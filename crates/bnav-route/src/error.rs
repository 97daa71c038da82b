//! Error type for the route planning layer.

use bnav_core::{NodeIdx, Point3};
use bnav_graph::GraphError;
use bnav_grid::GridError;
use thiserror::Error;

#[derive(Debug, Error)]
pub enum RouteError {
    /// Room-level search found no node sequence at all.
    #[error(transparent)]
    Graph(#[from] GraphError),

    /// The dense-grid fallback itself could not produce a path.
    #[error(transparent)]
    Grid(#[from] GridError),

    /// A node sequence exists but no collision-free local path could be
    /// threaded through this node within the retry budget.
    #[error("no collision-free local path through node {node}")]
    Unnavigable { node: NodeIdx },

    /// The query point lies outside every room in the building.
    #[error("point {0} is outside the building")]
    OutsideBuilding(Point3),
}

pub type RouteResult<T> = Result<T, RouteError>;
//! Room-level A* over the connectivity graph.
//!
//! Standard A* with a `BinaryHeap` (min-heap via reversed ordering).  Scores
//! and predecessors live in dense `Vec`s indexed by `NodeIdx` for O(1) access
//! and deterministic behavior — no hash maps in the inner loop.
//!
//! The heuristic is horizontal Euclidean distance between node centers
//! (admissible: every route is at least that long).  Edge cost routes through
//! the doorway/stairs entry point rather than center-to-center, which keeps
//! doorway crossings geometrically meaningful:
//!
//!   cost = dist(current center, entry point) + dist(entry point, target center)
//!
//! The search produces a goal→start hop sequence; local path reconstruction
//! (bnav-route) walks it in that order and reverses the finished path once.

use std::cmp::Ordering;
use std::collections::BinaryHeap;

use bnav_core::{AgentParams, DoorId, NavParams, NodeIdx, Point2};

use crate::building::DoorState;
use crate::error::{GraphError, GraphResult};
use crate::graph::{edge_entry, NavGraph};

// ── Query & result types ──────────────────────────────────────────────────────

/// Which vertical direction the caller would rather travel, when a choice of
/// connectors exists.  A bias, not a constraint: taking a connector against
/// the preference costs [`NavParams::against_dir_penalty`] extra.
#[derive(Copy, Clone, PartialEq, Eq, Debug)]
pub enum VertPref {
    Up,
    Down,
}

/// Parameters for one room-level search.
pub struct RouteQuery<'a> {
    pub start: NodeIdx,
    pub goal: NodeIdx,
    pub agent: &'a AgentParams,
    /// When `false`, stairs/ramp nodes may not be traversed — unless one of
    /// them *is* the goal.
    pub allow_vertical: bool,
    pub pref_dir: Option<VertPref>,
    pub door_state: &'a dyn DoorState,
}

/// The doorway or connector entrance crossed between a hop and the next hop
/// toward the start.
#[derive(Copy, Clone, Debug)]
pub struct HopConn {
    pub pt: Point2,
    pub door: Option<DoorId>,
}

/// One node in the route, in goal→start order.
#[derive(Copy, Clone, Debug)]
pub struct Hop {
    pub node: NodeIdx,
    /// Crossing toward the start-side neighbor; `None` on the start hop.
    pub conn: Option<HopConn>,
}

/// Result of a successful room-level search: hops in goal→start order.
#[derive(Clone, Debug)]
pub struct NodeRoute {
    pub hops: Vec<Hop>,
    pub total_cost: f32,
}

// ── Open-set entry ────────────────────────────────────────────────────────────

/// Entry in the A* open set (min-heap via reversed ordering).
struct OpenEntry {
    node: NodeIdx,
    f_score: f32,
}

impl PartialEq for OpenEntry {
    fn eq(&self, other: &Self) -> bool {
        self.f_score.total_cmp(&other.f_score) == Ordering::Equal && self.node == other.node
    }
}

impl Eq for OpenEntry {}

impl PartialOrd for OpenEntry {
    fn partial_cmp(&self, other: &Self) -> Option<Ordering> {
        Some(self.cmp(other))
    }
}

impl Ord for OpenEntry {
    fn cmp(&self, other: &Self) -> Ordering {
        // Reversed for min-heap; NodeIdx breaks f-score ties deterministically.
        other
            .f_score
            .total_cmp(&self.f_score)
            .then_with(|| other.node.0.cmp(&self.node.0))
    }
}

// ── Search ────────────────────────────────────────────────────────────────────

/// Find the minimum-cost node sequence from `q.start` to `q.goal`.
///
/// Optimal under the chosen abstraction: the search terminates on the first
/// pop of the goal node, which with an admissible, consistent heuristic is
/// the cheapest route.  Open-set exhaustion means no route exists under the
/// current door state and connector policy.
pub fn find_node_route(
    graph: &NavGraph,
    params: &NavParams,
    q: &RouteQuery<'_>,
) -> GraphResult<NodeRoute> {
    let n = graph.node_count();
    if q.start == q.goal {
        return Ok(NodeRoute {
            hops: vec![Hop { node: q.start, conn: None }],
            total_cost: 0.0,
        });
    }

    let goal_center = graph.node(q.goal).bcube.center_xy();

    let mut g_score = vec![f32::INFINITY; n];
    let mut came_from: Vec<Option<(NodeIdx, HopConn)>> = vec![None; n];
    let mut closed = vec![false; n];

    g_score[q.start.index()] = 0.0;

    let mut open = BinaryHeap::new();
    open.push(OpenEntry {
        node: q.start,
        f_score: graph.node(q.start).bcube.center_xy().dist(goal_center),
    });

    while let Some(OpenEntry { node: current, .. }) = open.pop() {
        if current == q.goal {
            return Ok(reconstruct(&came_from, q.start, q.goal, g_score[current.index()]));
        }
        if closed[current.index()] {
            continue;
        }
        closed[current.index()] = true;

        let cur_node = graph.node(current);
        let cur_center = cur_node.bcube.center_xy();
        let cur_g = g_score[current.index()];
        let cur_z = cur_node.floor_z();

        for edge in cur_node.conns() {
            let target = graph.node(edge.to);
            if closed[edge.to.index()] {
                continue;
            }
            // Connector policy: vertical nodes are off-limits unless allowed
            // or the connector itself is the destination.
            if target.is_connector() && !q.allow_vertical && edge.to != q.goal {
                continue;
            }
            if !graph.edge_passable(
                edge,
                q.door_state,
                cur_z,
                q.agent.can_open_doors,
                q.agent.has_key,
            ) {
                continue;
            }

            let entry = edge_entry(graph, current, edge);
            let mut step = cur_center.dist(entry) + entry.dist(target.bcube.center_xy());
            // Bias against connectors that head the wrong way.
            if target.is_connector() {
                if let Some(pref) = q.pref_dir {
                    let going_up = target.bcube.center().z > cur_node.bcube.center().z;
                    let against = match pref {
                        VertPref::Up => !going_up,
                        VertPref::Down => going_up,
                    };
                    if against {
                        step += params.against_dir_penalty;
                    }
                }
            }

            let tentative = cur_g + step;
            if tentative < g_score[edge.to.index()] {
                g_score[edge.to.index()] = tentative;
                came_from[edge.to.index()] = Some((
                    current,
                    HopConn { pt: entry, door: edge.door },
                ));
                open.push(OpenEntry {
                    node: edge.to,
                    f_score: tentative + target.bcube.center_xy().dist(goal_center),
                });
            }
        }
    }

    Err(GraphError::NoRoute { from: q.start, to: q.goal })
}

/// Walk predecessor links from the goal back to the start.  The hop list is
/// deliberately left in goal→start order — local reconstruction consumes it
/// that way and reverses the finished point path once at the end.
fn reconstruct(
    came_from: &[Option<(NodeIdx, HopConn)>],
    start: NodeIdx,
    goal: NodeIdx,
    total_cost: f32,
) -> NodeRoute {
    let mut hops = Vec::new();
    let mut current = goal;
    loop {
        match came_from[current.index()] {
            Some((prev, conn)) => {
                hops.push(Hop { node: current, conn: Some(conn) });
                current = prev;
            }
            None => {
                debug_assert_eq!(current, start, "predecessor chain must end at start");
                hops.push(Hop { node: current, conn: None });
                break;
            }
        }
    }
    NodeRoute { hops, total_cost }
}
####
Copy the listing in full, and keep every word exactly as it is.

→ TASK ANSWER:
filename crates/bnav-route/src/error.rs
repository 97daa71c038da82b
//! Error type for the route planning layer.

use bnav_core::{NodeIdx, Point3};
use bnav_graph::GraphError;
use bnav_grid::GridError;
use thiserror::Error;

#[derive(Debug, Error)]
pub enum RouteError {
    /// Room-level search found no node sequence at all.
    #[error(transparent)]
    Graph(#[from] GraphError),

    /// The dense-grid fallback itself could not produce a path.
    #[error(transparent)]
    Grid(#[from] GridError),

    /// A node sequence exists but no collision-free local path could be
    /// threaded through this node within the retry budget.
    #[error("no collision-free local path through node {node}")]
    Unnavigable { node: NodeIdx },

    /// The query point lies outside every room in the building.
    #[error("point {0} is outside the building")]
    OutsideBuilding(Point3),
}

pub type RouteResult<T> = Result<T, RouteError>;
//! Room-level A* over the connectivity graph.
//!
//! Standard A* with a `BinaryHeap` (min-heap via reversed ordering).  Scores
//! and predecessors live in dense `Vec`s indexed by `NodeIdx` for O(1) access
//! and deterministic behavior — no hash maps in the inner loop.
//!
//! The heuristic is horizontal Euclidean distance between node centers
//! (admissible: every route is at least that long).  Edge cost routes through
//! the doorway/stairs entry point rather than center-to-center, which keeps
//! doorway crossings geometrically meaningful:
//!
//!   cost = dist(current center, entry point) + dist(entry point, target center)
//!
//! The search produces a goal→start hop sequence; local path reconstruction
//! (bnav-route) walks it in that order and reverses the finished path once.

use std::cmp::Ordering;
use std::collections::BinaryHeap;

use bnav_core::{AgentParams, DoorId, NavParams, NodeIdx, Point2};

use crate::building::DoorState;
use crate::error::{GraphError, GraphResult};
use crate::graph::{edge_entry, NavGraph};

// ── Query & result types ──────────────────────────────────────────────────────

/// Which vertical direction the caller would rather travel, when a choice of
/// connectors exists.  A bias, not a constraint: taking a connector against
/// the preference costs [`NavParams::against_dir_penalty`] extra.
#[derive(Copy, Clone, PartialEq, Eq, Debug)]
pub enum VertPref {
    Up,
    Down,
}

/// Parameters for one room-level search.
pub struct RouteQuery<'a> {
    pub start: NodeIdx,
    pub goal: NodeIdx,
    pub agent: &'a AgentParams,
    /// When `false`, stairs/ramp nodes may not be traversed — unless one of
    /// them *is* the goal.
    pub allow_vertical: bool,
    pub pref_dir: Option<VertPref>,
    pub door_state: &'a dyn DoorState,
}

/// The doorway or connector entrance crossed between a hop and the next hop
/// toward the start.
#[derive(Copy, Clone, Debug)]
pub struct HopConn {
    pub pt: Point2,
    pub door: Option<DoorId>,
}

/// One node in the route, in goal→start order.
#[derive(Copy, Clone, Debug)]
pub struct Hop {
    pub node: NodeIdx,
    /// Crossing toward the start-side neighbor; `None` on the start hop.
    pub conn: Option<HopConn>,
}

/// Result of a successful room-level search: hops in goal→start order.
#[derive(Clone, Debug)]
pub struct NodeRoute {
    pub hops: Vec<Hop>,
    pub total_cost: f32,
}

// ── Open-set entry ────────────────────────────────────────────────────────────

/// Entry in the A* open set (min-heap via reversed ordering).
struct OpenEntry {
    node: NodeIdx,
    f_score: f32,
}

impl PartialEq for OpenEntry {
    fn eq(&self, other: &Self) -> bool {
        self.f_score.total_cmp(&other.f_score) == Ordering::Equal && self.node == other.node
    }
}

impl Eq for OpenEntry {}

impl PartialOrd for OpenEntry {
    fn partial_cmp(&self, other: &Self) -> Option<Ordering> {
        Some(self.cmp(other))
    }
}

impl Ord for OpenEntry {
    fn cmp(&self, other: &Self) -> Ordering {
        // Reversed for min-heap; NodeIdx breaks f-score ties deterministically.
        other
            .f_score
            .total_cmp(&self.f_score)
            .then_with(|| other.node.0.cmp(&self.node.0))
    }
}

// ── Search ────────────────────────────────────────────────────────────────────

/// Find the minimum-cost node sequence from `q.start` to `q.goal`.
///
/// Optimal under the chosen abstraction: the search terminates on the first
/// pop of the goal node, which with an admissible, consistent heuristic is
/// the cheapest route.  Open-set exhaustion means no route exists under the
/// current door state and connector policy.
pub fn find_node_route(
    graph: &NavGraph,
    params: &NavParams,
    q: &RouteQuery<'_>,
) -> GraphResult<NodeRoute> {
    let n = graph.node_count();
    if q.start == q.goal {
        return Ok(NodeRoute {
            hops: vec![Hop { node: q.start, conn: None }],
            total_cost: 0.0,
        });
    }

    let goal_center = graph.node(q.goal).bcube.center_xy();

    let mut g_score = vec![f32::INFINITY; n];
    let mut came_from: Vec<Option<(NodeIdx, HopConn)>> = vec![None; n];
    let mut closed = vec![false; n];

    g_score[q.start.index()] = 0.0;

    let mut open = BinaryHeap::new();
    open.push(OpenEntry {
        node: q.start,
        f_score: graph.node(q.start).bcube.center_xy().dist(goal_center),
    });

    while let Some(OpenEntry { node: current, .. }) = open.pop() {
        if current == q.goal {
            return Ok(reconstruct(&came_from, q.start, q.goal, g_score[current.index()]));
        }
        if closed[current.index()] {
            continue;
        }
        closed[current.index()] = true;

        let cur_node = graph.node(current);
        let cur_center = cur_node.bcube.center_xy();
        let cur_g = g_score[current.index()];
        let cur_z = cur_node.floor_z();

        for edge in cur_node.conns() {
            let target = graph.node(edge.to);
            if closed[edge.to.index()] {
                continue;
            }
            // Connector policy: vertical nodes are off-limits unless allowed
            // or the connector itself is the destination.
            if target.is_connector() && !q.allow_vertical && edge.to != q.goal {
                continue;
            }
            if !graph.edge_passable(
                edge,
                q.door_state,
                cur_z,
                q.agent.can_open_doors,
                q.agent.has_key,
            ) {
                continue;
            }

            let entry = edge_entry(graph, current, edge);
            let mut step = cur_center.dist(entry) + entry.dist(target.bcube.center_xy());
            // Bias against connectors that head the wrong way.
            if target.is_connector() {
                if let Some(pref) = q.pref_dir {
                    let going_up = target.bcube.center().z > cur_node.bcube.center().z;
                    let against = match pref {
                        VertPref::Up => !going_up,
                        VertPref::Down => going_up,
                    };
                    if against {
                        step += params.against_dir_penalty;
                    }
                }
            }

            let tentative = cur_g + step;
            if tentative < g_score[edge.to.index()] {
                g_score[edge.to.index()] = tentative;
                came_from[edge.to.index()] = Some((
                    current,
                    HopConn { pt: entry, door: edge.door },
                ));
                open.push(OpenEntry {
                    node: edge.to,
                    f_score: tentative + target.bcube.center_xy().dist(goal_center),
                });
            }
        }
    }

    Err(GraphError::NoRoute { from: q.start, to: q.goal })
}

/// Walk predecessor links from the goal back to the start.  The hop list is
/// deliberately left in goal→start order — local reconstruction consumes it
/// that way and reverses the finished point path once at the end.
fn reconstruct(
    came_from: &[Option<(NodeIdx, HopConn)>],
    start: NodeIdx,
    goal: NodeIdx,
    total_cost: f32,
) -> NodeRoute {
    let mut hops = Vec::new();
    let mut current = goal;
    loop {
        match came_from[current.index()] {
            Some((prev, conn)) => {
                hops.push(Hop { node: current, conn: Some(conn) });
                current = prev;
            }
            None => {
                debug_assert_eq!(current, start, "predecessor chain must end at start");
                hops.push(Hop { node: current, conn: None });
                break;
            }
        }
    }
    NodeRoute { hops, total_cost }
}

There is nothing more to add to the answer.